In a seismic shift in global trade dynamics, China is poised to lose its long-standing position as the United States’ top exporter for the first time since 2006. This transformation is driven by escalating tensions between the two economic giants and a significant restructuring of global supply chains.
Recent data from the US Commerce Department reveals a remarkable downturn of more than 20% in American goods imports from China during January-November.
China’s share of total US imports has plummeted to 13.9%, marking the lowest percentage since 2004. This decline is substantial compared to its peak of over 21% around 2017. US exports to China have shown minimal growth throughout the year.
Stepping into the void left by China, Mexico is positioned to become the leading exporter to the US for the entire year, a status it hasn’t held since 2000. US imports from Mexico are set to record a high in 2023, constituting over 15% of the total for the first 11 months of the year.

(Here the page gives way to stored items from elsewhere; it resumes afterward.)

use clap::{ArgAction, Parser, Subcommand};
use std::path::PathBuf;
use versus_core::config::{BASE_PATH_ENV, DEFAULT_BASE_PATH, DEFAULT_OUT_DIR, DEFAULT_PORT};
use versus_core::variant::{BASELINE_REFERENCE, BASELINE_TARGET};

#[derive(Parser)]
#[command(
    author = "Gokul <@bahdotsh>",
    version = env!("CARGO_PKG_VERSION"),
    about = "versus - side-by-side code snippet comparisons",
    long_about = "versus formats a catalog of equivalent code snippets and shows them side by side, \
                  in the terminal, as a static site, or over HTTP."
)]
pub struct Versus {
    #[clap(
        long,
        global = true,
        env = BASE_PATH_ENV,
        default_value = DEFAULT_BASE_PATH,
        help = "Path the site is mounted under"
    )]
    pub base_path: String,

    #[clap(short, long, global = true, action = ArgAction::Count, help = "Verbose logging")]
    pub verbose: u8,

    #[clap(subcommand)]
    pub commands: Option<Commands>,
}

#[derive(Subcommand)]
pub enum Commands {
    /// Browse the comparisons in the terminal
    Browse,
    /// List sections, subsections and variants
    List,
    /// Print the comparisons for one subsection
    Show {
        #[clap(long, short, help = "Section to show")]
        section: String,

        #[clap(long, help = "Subsection to show (defaults to the first one)")]
        subsection: Option<String>,

        #[clap(long, short, default_value = BASELINE_REFERENCE, help = "Variant in the left column")]
        left: String,

        #[clap(long, short, default_value = BASELINE_TARGET, help = "Variant in the right column")]
        right: String,

        #[clap(long, short, help = "Show every entry")]
        all: bool,
    },
    /// Format every snippet and report problems
    Check,
    /// Write the static site
    Build {
        #[clap(long, short, default_value = DEFAULT_OUT_DIR, help = "Output directory")]
        out: PathBuf,
    },
    /// Serve the site and its JSON API
    Serve {
        #[clap(long, short, default_value_t = DEFAULT_PORT, help = "Port to listen on")]
        port: u16,
    },
}

#[cfg(test)]
mod tests {
    use super::*;

    #[test]
    fn parses_show() {
        let args = Versus::parse_from([
            "versus", "show", "--section", "Reading Data", "--right", "convexHelpers", "--all",
        ]);
        match args.commands {
            Some(Commands::Show {
                section,
                subsection,
                left,
                right,
                all,
            }) => {
                assert_eq!(section, "Reading Data");
                assert_eq!(subsection, None);
                assert_eq!(left, "prisma");
                assert_eq!(right, "convexHelpers");
                assert!(all);
            }
            _ => panic!("expected show"),
        }
    }

    #[test]
    fn global_flags_follow_subcommands() {
        let args = Versus::parse_from(["versus", "serve", "--port", "8080", "--base-path", "/", "-vv"]);
        assert_eq!(args.base_path, "/");
        assert_eq!(args.verbose, 2);
        assert!(matches!(args.commands, Some(Commands::Serve { port: 8080 })));
    }

    #[test]
    fn no_subcommand_browses() {
        let args = Versus::parse_from(["versus"]);
        assert!(args.commands.is_none());
    }
}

The European Union has also experienced a surge in exports to the US, reaching an all-time high during the same period.
This shift in US trade patterns is particularly evident in the diversification of sources for critical products, such as consumer electronics, which have traditionally relied heavily on China.

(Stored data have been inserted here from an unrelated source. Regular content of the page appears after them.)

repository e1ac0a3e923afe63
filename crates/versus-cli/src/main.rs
fn main() {
    versus_cli::run_main();
}
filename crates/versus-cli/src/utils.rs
use crossterm::execute;
use crossterm::terminal::{disable_raw_mode, LeaveAlternateScreen};
use std::io::stdout;
use tracing::debug;
use versus_core::variant::{self, Side};
use versus_core::{builtin_catalog, Catalog, RenderedPair, Result, Selection};

pub fn load_catalog() -> Result<Catalog> {
    let catalog = builtin_catalog()?;
    debug!(
        "Loaded catalog: {} entries in {} sections",
        catalog.len(),
        catalog.sections().len()
    );
    Ok(catalog)
}

/// Put the terminal in a known state before the browser takes over
pub fn reset_terminal() {
    let _ = disable_raw_mode();
    let _ = execute!(stdout(), LeaveAlternateScreen);
    println!("\x1B[2J\x1B[1;1H"); // Clear screen
}

pub fn print_pair(pair: &RenderedPair, selection: &Selection) {
    println!("== {} / {} #{} ==", pair.section, pair.subsection, pair.index + 1);
    for side in [Side::Left, Side::Right] {
        let text = match side {
            Side::Left => &pair.left,
            Side::Right => &pair.right,
        };
        println!("-- {} --", variant::label(selection.variant(side)));
        println!("{}", text);
    }
    println!();
}
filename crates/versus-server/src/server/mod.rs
mod http_server;

pub use http_server::{routes, start_server};
//! Data models for API requests and responses.

use chrono::{DateTime, Utc};
use serde::{Deserialize, Serialize};
use versus_core::{RenderedPair, Selection};

/// Standard API response format
#[derive(Debug, Serialize, Deserialize)]
pub struct ApiResponse<T> {
    pub success: bool,
    pub data: Option<T>,
    pub error: Option<String>,
}

impl<T> ApiResponse<T> {
    pub fn success(data: T) -> Self {
        Self {
            success: true,
            data: Some(data),
            error: None,
        }
    }

    pub fn error(message: String) -> Self {
        Self {
            success: false,
            data: None,
            error: Some(message),
        }
    }
}

/// Query for the projection endpoint. Omitted fields keep their initial value.
#[derive(Debug, Default, Deserialize)]
pub struct ViewQuery {
    pub section: Option<String>,
    pub subsection: Option<String>,
    pub left: Option<String>,
    pub right: Option<String>,
    pub show_all: Option<bool>,
}

#[derive(Debug, Serialize)]
pub struct ViewResponse {
    pub selection: Selection,
    pub pairs: Vec<RenderedPair>,
}

/// What the running server is hosting
#[derive(Debug, Serialize)]
pub struct ServerInfo {
    pub title: String,
    pub base_path: String,
    pub entries: usize,
    pub built_at: DateTime<Utc>,
}
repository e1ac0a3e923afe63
mod browser;
mod clipboard;
mod common;
mod palette;

// Public API
pub use browser::{display_browser, Action, BrowserState};
pub use palette::Palette;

Notably, smartphone imports from China have seen a 10% decrease, while imports from India have surged fivefold. Similarly, laptop imports from China dropped by approximately 30%, but those from Vietnam quadrupled.

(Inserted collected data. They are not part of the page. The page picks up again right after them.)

//! Built-in tool implementations.

mod book_content;
mod recommend;
mod search_title;

pub use book_content::GetBookContent;
pub use recommend::RecommendBooks;
pub use search_title::SearchBookByTitle;
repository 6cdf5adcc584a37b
//! Error types for orchestrator operations.

use chat_core::{RunStatus, ServiceError};
use thiserror::Error;

/// Errors that can occur while handling a chat turn.
#[derive(Debug, Error)]
pub enum OrchestratorError {
    /// The assistant run ended in a non-success terminal status.
    #[error("Assistant run failed: {status}")]
    RunFailed { status: RunStatus },

    /// The session already has a run in flight.
    #[error("session {0} already has a run in progress")]
    SessionBusy(String),

    /// The run completed but left no assistant message behind.
    #[error("No response received from assistant")]
    NoAssistantReply,

    /// A remote collaborator failed.
    #[error(transparent)]
    Service(#[from] ServiceError),

    /// Invalid or missing configuration.
    #[error("configuration error: {0}")]
    Configuration(String),
}

impl OrchestratorError {
    /// Terminal status of a failed run, if this is a run failure.
    pub fn run_status(&self) -> Option<RunStatus> {
        match self {
            Self::RunFailed { status } => Some(*status),
            _ => None,
        }
    }
}

#[cfg(test)]
mod tests {
    use super::*;

    #[test]
    fn test_run_failed_message() {
        let err = OrchestratorError::RunFailed {
            status: RunStatus::Expired,
        };
        assert_eq!(err.to_string(), "Assistant run failed: expired");
        assert_eq!(err.run_status(), Some(RunStatus::Expired));
    }

    #[test]
    fn test_service_error_is_transparent() {
        let err: OrchestratorError = ServiceError::Network("connection reset".to_string()).into();
        assert_eq!(err.to_string(), "network error: connection reset");
        assert!(err.run_status().is_none());
    }
}
//! Application state shared across handlers.

use std::sync::Arc;

use chat_core::Transcriber;
use orchestrator::Orchestrator;

/// Shared application state.
#[derive(Clone)]
pub struct AppState {
    /// Chat turns, speech synthesis and the audio store.
    pub orchestrator: Arc<Orchestrator>,
    /// Speech-to-text backend.
    pub transcriber: Arc<dyn Transcriber>,
}

impl AppState {
    /// Create new application state.
    pub fn new(orchestrator: Arc<Orchestrator>, transcriber: Arc<dyn Transcriber>) -> Self {
        Self {
            orchestrator,
            transcriber,
        }
    }
}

This diversification aligns with the Biden administration’s “friendshoring” policy, emphasizing the importance of maintaining supply chains within allied and partner nations.
The administration has also chosen to retain the US$370 billion worth of tariffs on Chinese products imposed by the previous administration led by Donald Trump.
Additionally, there was a drop in China’s overall annual exports for the first time in seven years in 2023. The exports, measured in US dollars, amounted to US$3.38 trillion, marking a 4.6% decrease from the previous year.
In contrast, Chinese exports had seen a 7% increase in 2022 compared to the year before. The last instance of a decline in overseas shipments was observed in 2016 when there was a 7.7% decrease.
Furthermore, imports also experienced a decline in the same year, falling by 5.5% to US$2.56 trillion. This resulted in the world’s second-largest economy having a trade surplus of US$823 billion.
Mexico Emerges As A Winner Of US-China Trade War?
In the wake of heightened restrictions imposed by the United States on China, the geopolitical landscape is witnessing a significant shift, with Mexico emerging as a prominent beneficiary.
President Joe Biden’s assertive stance, marked by tariffs and restrictions on critical technology exports from China, has triggered a notable decline in Beijing’s exports to the US.
Meanwhile, Mexico has become a prime destination for Chinese businesses looking to navigate the complex web of international trade regulations. One critical development is the surge in Chinese investments in Mexico as companies seek to sidestep US sanctions.
Chinese companies are setting up new industrial operations in Mexico, fundamentally altering the dynamics of trade in the region. Notable examples include Hisense, which initiated mass production at a state-of-the-art US$260 million factory, focusing on producing refrigerators and other appliances destined for the North American market.
Automaker JAC Motors joined the fray, establishing an assembly plant in Mexico. The trend doesn’t stop there, with SAIC Motor planning to build a factory in Mexico, highlighting the country’s growing significance in the eyes of Chinese manufacturers.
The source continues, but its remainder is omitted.